Healthy adult men (n = 8) received a PRED load of 80 mg orally for two days (prednisolone, actually, but prednisone and prednisolone are mg-for-mg equivalent). They were randomized to also receive placebo or EXE. GIH was prevented by concomitant EXE administration.
This proof-of-concept trial should stimulate further investigation to determine whether the demonstrated ability of EXE to prevent GIH is similarly favorable in diabetics.
COPD: Beyond Pulmocentricity
Source: Nussbaumer-Ochsner Y, Rabe KF. Systemic manifestations of COPD. Chest 2011;139:165-173.

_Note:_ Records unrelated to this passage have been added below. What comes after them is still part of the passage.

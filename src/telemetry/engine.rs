use std::sync::atomic::{AtomicBool, AtomicU64, Ordering};
use std::sync::Arc;
use std::time::{Duration, Instant};

use chrono::Utc;
use dashmap::mapref::entry::Entry;
use dashmap::DashMap;
use futures::future::join_all;
use futures::FutureExt;
use log::{debug, info, warn};
use tokio::runtime::{Builder, Handle, Runtime};
use tokio::task;

use crate::config::TelemetryConfig;

use super::derive::derive;
use super::error::{ProbeFailure, TelemetryError};
use super::history::{HistoryBuffer, HistoryPoint};
use super::probes::{AudioBackend, AudioDirection, ProbeSet};
use super::publisher::SnapshotPublisher;
use super::rate::CounterSample;
use super::scheduler::{RefreshAction, RefreshScheduler};
use super::types::{InhibitOption, InhibitorStatus, MetricKind, MetricSnapshot, TrendSeries};

/// Samples every metric on its own timer and publishes snapshots and trend
/// histories.
///
/// Construct one per process and hand it to whatever owns the UI loop.
/// Consumers only ever get copies of engine state.
pub struct TelemetryEngine {
    inner: Arc<EngineInner>,
    scheduler: RefreshScheduler,
    running: AtomicBool,
    _runtime: Option<Arc<Runtime>>,
}

struct EngineInner {
    config: TelemetryConfig,
    probes: ProbeSet,
    publisher: SnapshotPublisher,
    counters: DashMap<MetricKind, CounterSample>,
    histories: DashMap<TrendSeries, HistoryBuffer<f64>>,
    /// Advanced by `stop()`; results of probes dispatched under an older
    /// epoch are dropped.
    epoch: AtomicU64,
    runtime: Handle,
}

impl TelemetryEngine {
    /// An engine over the live system probes.
    pub fn new(config: TelemetryConfig) -> Result<Self, TelemetryError> {
        let config = config.validate()?;
        let probes = ProbeSet::system(&config);
        Self::with_probes(config, probes)
    }

    /// An engine over an explicit probe set.
    ///
    /// Uses the ambient tokio runtime when there is one, otherwise builds a
    /// private multi-threaded runtime that lives as long as the engine.
    pub fn with_probes(config: TelemetryConfig, probes: ProbeSet) -> Result<Self, TelemetryError> {
        let config = config.validate()?;

        let (runtime, owned) = match Handle::try_current() {
            Ok(handle) => (handle, None),
            Err(_) => {
                let runtime = Builder::new_multi_thread()
                    .enable_all()
                    .thread_name("telemetry")
                    .build()
                    .map_err(TelemetryError::Runtime)?;
                (runtime.handle().clone(), Some(Arc::new(runtime)))
            }
        };

        let histories = DashMap::new();
        for series in TrendSeries::ALL {
            let capacity = config.history.for_kind(series.kind()).unwrap_or(1);
            histories.insert(series, HistoryBuffer::new(capacity));
        }

        let inner = Arc::new(EngineInner {
            config,
            probes,
            publisher: SnapshotPublisher::new(),
            counters: DashMap::new(),
            histories,
            epoch: AtomicU64::new(0),
            runtime: runtime.clone(),
        });

        Ok(TelemetryEngine {
            inner,
            scheduler: RefreshScheduler::new(runtime),
            running: AtomicBool::new(false),
            _runtime: owned,
        })
    }

    pub fn config(&self) -> &TelemetryConfig {
        &self.inner.config
    }

    pub fn is_running(&self) -> bool {
        self.running.load(Ordering::SeqCst)
    }

    /// Samples every metric once and schedules each on its own interval.
    /// Calling it while running does nothing.
    pub fn start(&self) {
        if self.running.swap(true, Ordering::SeqCst) {
            return;
        }
        info!("telemetry engine starting");
        for kind in self.inner.probes.kinds() {
            Arc::clone(&self.inner).dispatch(kind);

            let inner = Arc::clone(&self.inner);
            let action: RefreshAction = Arc::new(move || {
                let inner = Arc::clone(&inner);
                async move {
                    let epoch = inner.epoch();
                    inner.sample(kind, epoch).await;
                }
                .boxed()
            });
            self.scheduler
                .schedule(kind, self.inner.config.interval(kind), action);
        }
    }

    /// Cancels every timer. Probes already running finish, but their results
    /// are discarded.
    pub fn stop(&self) {
        if !self.running.swap(false, Ordering::SeqCst) {
            return;
        }
        self.scheduler.cancel_all();
        self.inner.epoch.fetch_add(1, Ordering::SeqCst);
        info!("telemetry engine stopped");
    }

    /// Requests an out-of-band sample of every metric.
    pub fn refresh(&self) {
        for kind in self.inner.probes.kinds() {
            self.refresh_kind(kind);
        }
    }

    /// Requests an out-of-band sample of `kind` without touching its timer.
    pub fn refresh_kind(&self, kind: MetricKind) {
        if !self.scheduler.fire_now(kind) {
            Arc::clone(&self.inner).dispatch(kind);
        }
    }

    pub fn refresh_battery(&self) {
        self.refresh_kind(MetricKind::Battery);
    }

    pub fn refresh_cpu(&self) {
        self.refresh_kind(MetricKind::Cpu);
    }

    pub fn refresh_memory(&self) {
        self.refresh_kind(MetricKind::Memory);
    }

    pub fn refresh_gpu(&self) {
        self.refresh_kind(MetricKind::Gpu);
    }

    pub fn refresh_network(&self) {
        self.refresh_kind(MetricKind::Network);
    }

    pub fn refresh_disk_io(&self) {
        self.refresh_kind(MetricKind::DiskIo);
    }

    pub fn refresh_wifi(&self) {
        self.refresh_kind(MetricKind::Wifi);
    }

    pub fn refresh_volume(&self) {
        self.refresh_kind(MetricKind::Volume);
    }

    pub fn refresh_mic(&self) {
        self.refresh_kind(MetricKind::Mic);
    }

    pub fn refresh_keyboard_layout(&self) {
        self.refresh_kind(MetricKind::KeyboardLayout);
    }

    pub fn refresh_mounted_volumes(&self) {
        self.refresh_kind(MetricKind::MountedVolumes);
    }

    pub fn refresh_sleep_inhibitor(&self) {
        self.refresh_kind(MetricKind::SleepInhibitor);
    }

    /// Samples `kind` and waits until the result is published.
    pub async fn refresh_now(&self, kind: MetricKind) {
        let epoch = self.inner.epoch();
        Arc::clone(&self.inner).sample(kind, epoch).await;
    }

    pub async fn refresh_all_now(&self) {
        join_all(
            self.inner
                .probes
                .kinds()
                .into_iter()
                .map(|kind| self.refresh_now(kind)),
        )
        .await;
    }

    /// Samples every metric, waits `window`, then samples the counter-based
    /// kinds again so their published rates cover a real interval.
    pub async fn refresh_all_with_rates(&self, window: Duration) {
        self.refresh_all_now().await;
        tokio::time::sleep(window).await;
        let counter_kinds = self
            .inner
            .probes
            .kinds()
            .into_iter()
            .filter(|kind| kind.needs_baseline());
        join_all(counter_kinds.map(|kind| self.refresh_now(kind))).await;
    }

    /// Called by the UI loop when the selected input source changes.
    pub fn notify_input_source_changed(&self) {
        self.refresh_kind(MetricKind::KeyboardLayout);
    }

    /// Called by the UI loop on mount and unmount notifications.
    pub fn notify_volumes_changed(&self) {
        self.refresh_kind(MetricKind::MountedVolumes);
    }

    pub async fn snapshot(&self, kind: MetricKind) -> MetricSnapshot {
        self.inner.publisher.snapshot(kind).await
    }

    pub async fn snapshots(&self) -> Vec<MetricSnapshot> {
        self.inner.publisher.all().await
    }

    /// Oldest point first.
    pub fn history(&self, series: TrendSeries) -> Vec<HistoryPoint<f64>> {
        self.inner
            .histories
            .get(&series)
            .map(|buffer| buffer.points())
            .unwrap_or_default()
    }

    pub fn clear_histories(&self) {
        for mut buffer in self.inner.histories.iter_mut() {
            buffer.clear();
        }
    }

    pub fn set_output_volume(&self, level: f32) -> bool {
        self.write_audio(AudioDirection::Output, |audio| {
            audio.set_volume(AudioDirection::Output, level.clamp(0.0, 1.0))
        })
    }

    pub fn set_output_muted(&self, muted: bool) -> bool {
        self.write_audio(AudioDirection::Output, |audio| {
            audio.set_muted(AudioDirection::Output, muted)
        })
    }

    pub fn set_mic_volume(&self, level: f32) -> bool {
        self.write_audio(AudioDirection::Input, |audio| {
            audio.set_volume(AudioDirection::Input, level.clamp(0.0, 1.0))
        })
    }

    pub fn set_mic_muted(&self, muted: bool) -> bool {
        self.write_audio(AudioDirection::Input, |audio| {
            audio.set_muted(AudioDirection::Input, muted)
        })
    }

    fn write_audio(
        &self,
        direction: AudioDirection,
        write: impl FnOnce(&dyn AudioBackend) -> bool,
    ) -> bool {
        let written = write(self.inner.probes.audio().as_ref());
        if written {
            self.refresh_kind(direction.kind());
        } else {
            debug!("{} control not settable", direction.kind());
        }
        written
    }

    /// Stops a running sleep inhibitor or starts one holding `option`.
    pub fn toggle_sleep_inhibitor(&self, option: InhibitOption) -> InhibitorStatus {
        let status = self.inner.probes.inhibitor().toggle(option);
        self.refresh_kind(MetricKind::SleepInhibitor);
        status
    }
}

#[cfg(test)]
impl TelemetryEngine {
    pub(crate) fn store_baseline(&self, kind: MetricKind, baseline: CounterSample) {
        self.inner.counters.insert(kind, baseline);
    }

    pub(crate) fn baseline(&self, kind: MetricKind) -> Option<CounterSample> {
        self.inner.counters.get(&kind).map(|stored| stored.clone())
    }
}

impl Drop for TelemetryEngine {
    fn drop(&mut self) {
        self.scheduler.cancel_all();
    }
}

impl EngineInner {
    fn epoch(&self) -> u64 {
        self.epoch.load(Ordering::SeqCst)
    }

    fn dispatch(self: Arc<Self>, kind: MetricKind) {
        let epoch = self.epoch();
        let runtime = self.runtime.clone();
        runtime.spawn(async move {
            self.sample(kind, epoch).await;
        });
    }

    async fn sample(self: Arc<Self>, kind: MetricKind, epoch: u64) {
        let Some(probe) = self.probes.get(kind) else {
            debug!("no probe registered for {}", kind);
            return;
        };

        let started = Instant::now();
        let outcome = task::spawn_blocking(move || {
            let result = probe.sample();
            (result, Instant::now())
        })
        .await;
        let latency = started.elapsed();
        let (result, taken_at) = match outcome {
            Ok(outcome) => outcome,
            Err(join_err) => (
                Err(ProbeFailure::Worker(join_err.to_string())),
                Instant::now(),
            ),
        };

        if self.epoch() != epoch {
            debug!("discarding {} sample from a stopped run", kind);
            return;
        }

        let sample = match result {
            Ok(sample) if sample.reading.kind() == kind => sample,
            Ok(sample) => {
                let failure = ProbeFailure::parse(format!(
                    "{} probe returned a {} reading",
                    kind,
                    sample.reading.kind()
                ));
                warn!("{}", failure);
                self.publisher.publish_failure(kind, &failure, latency).await;
                return;
            }
            Err(failure) => {
                warn!("{} sampler error: {}", kind, failure);
                self.publisher.publish_failure(kind, &failure, latency).await;
                return;
            }
        };

        let derived = match self.counters.entry(kind) {
            Entry::Occupied(mut stored) => {
                let mut derived = derive(sample.reading, Some(stored.get()), taken_at);
                if let Some(counters) = derived.counters.take() {
                    stored.insert(counters);
                }
                derived
            }
            Entry::Vacant(slot) => {
                let mut derived = derive(sample.reading, None, taken_at);
                if let Some(counters) = derived.counters.take() {
                    slot.insert(counters);
                }
                derived
            }
        };

        let Some(value) = derived.value else {
            debug!("{} sample overtaken by a newer one; not published", kind);
            return;
        };

        let now = Utc::now();
        for (series, value) in &derived.trend {
            if let Some(mut buffer) = self.histories.get_mut(series) {
                buffer.add_at(now, *value);
            }
        }
        self.publisher
            .publish_success(kind, value, sample.source, latency)
            .await;
    }
}
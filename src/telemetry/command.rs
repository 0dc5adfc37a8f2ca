use std::io::Read;
use std::process::{Command, Stdio};
use std::thread;
use std::time::{Duration, Instant};

use log::debug;

use super::error::ProbeFailure;

/// Runs an external command and returns its stdout.
///
/// Probes that shell out take this instead of spawning directly so tests can
/// script the output.
pub trait CommandRunner: Send + Sync {
    fn run(&self, program: &str, args: &[&str]) -> Result<String, ProbeFailure>;
}

/// Spawns real processes, killing any that outlive `timeout`.
pub struct SystemCommandRunner {
    timeout: Duration,
}

impl SystemCommandRunner {
    pub fn new(timeout: Duration) -> Self {
        SystemCommandRunner { timeout }
    }
}

impl CommandRunner for SystemCommandRunner {
    fn run(&self, program: &str, args: &[&str]) -> Result<String, ProbeFailure> {
        let mut child = Command::new(program)
            .args(args)
            .stdin(Stdio::null())
            .stdout(Stdio::piped())
            .stderr(Stdio::null())
            .spawn()
            .map_err(|e| ProbeFailure::subprocess(program, e.to_string()))?;

        // Drain stdout on its own thread so a chatty child (ioreg) cannot
        // stall on a full pipe while we wait for it.
        let mut stdout = child
            .stdout
            .take()
            .ok_or_else(|| ProbeFailure::subprocess(program, "stdout not captured"))?;
        let reader = thread::spawn(move || {
            let mut out = Vec::new();
            let _ = stdout.read_to_end(&mut out);
            out
        });

        let started = Instant::now();
        let status = loop {
            match child.try_wait() {
                Ok(Some(status)) => break status,
                Ok(None) => {
                    if started.elapsed() >= self.timeout {
                        debug!("killing {} after {:?}", program, self.timeout);
                        let _ = child.kill();
                        let _ = child.wait();
                        let _ = reader.join();
                        return Err(ProbeFailure::Timeout {
                            program: program.to_string(),
                        });
                    }
                    thread::sleep(Duration::from_millis(5));
                }
                Err(e) => return Err(ProbeFailure::subprocess(program, e.to_string())),
            }
        };

        let out = reader
            .join()
            .map_err(|_| ProbeFailure::subprocess(program, "stdout reader panicked"))?;
        if !status.success() {
            return Err(ProbeFailure::subprocess(program, format!("exited with {}", status)));
        }
        Ok(String::from_utf8_lossy(&out).into_owned())
    }
}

Chronic obstructive pulmonary disease (COPD) generally is regarded as a pulmonary process induced by toxic insult usually cigarettes, but sometimes other environmental exposures. Why only a small subset of chronic smokers develops COPD (20-25%) remains a mystery. Progressive loss of pulmonary function continues even after smoking cessation, suggesting that some inflammatory process, once set in gear in susceptible individuals, becomes self-perpetuating.
Experts recognize other non-pulmonary tissue compartments are involved in COPD. Musculoskeletal wasting, metabolic syndrome, and depression are disproportionately comorbid with COPD. Biopsy studies have found increased inflammatory cytokines in intercostal muscles, providing an explanation for dyspnea that goes beyond simple damage to alveolar capacity for gas exchange.
Both diabetes and chronic kidney disease have been found to be associated with COPD. In the absence of a visible etiologic link, systemic inflammation is a suspected culprit. Indeed, early data indicate that smoking cessation slows progression of renal failure. In reference to diabetes, smoking cessation is associated with short-term worsening of diabetes risk, attributed to the weight gain commonly seen after smoking cessation. COPD is increasingly viewed as part of a systemic process.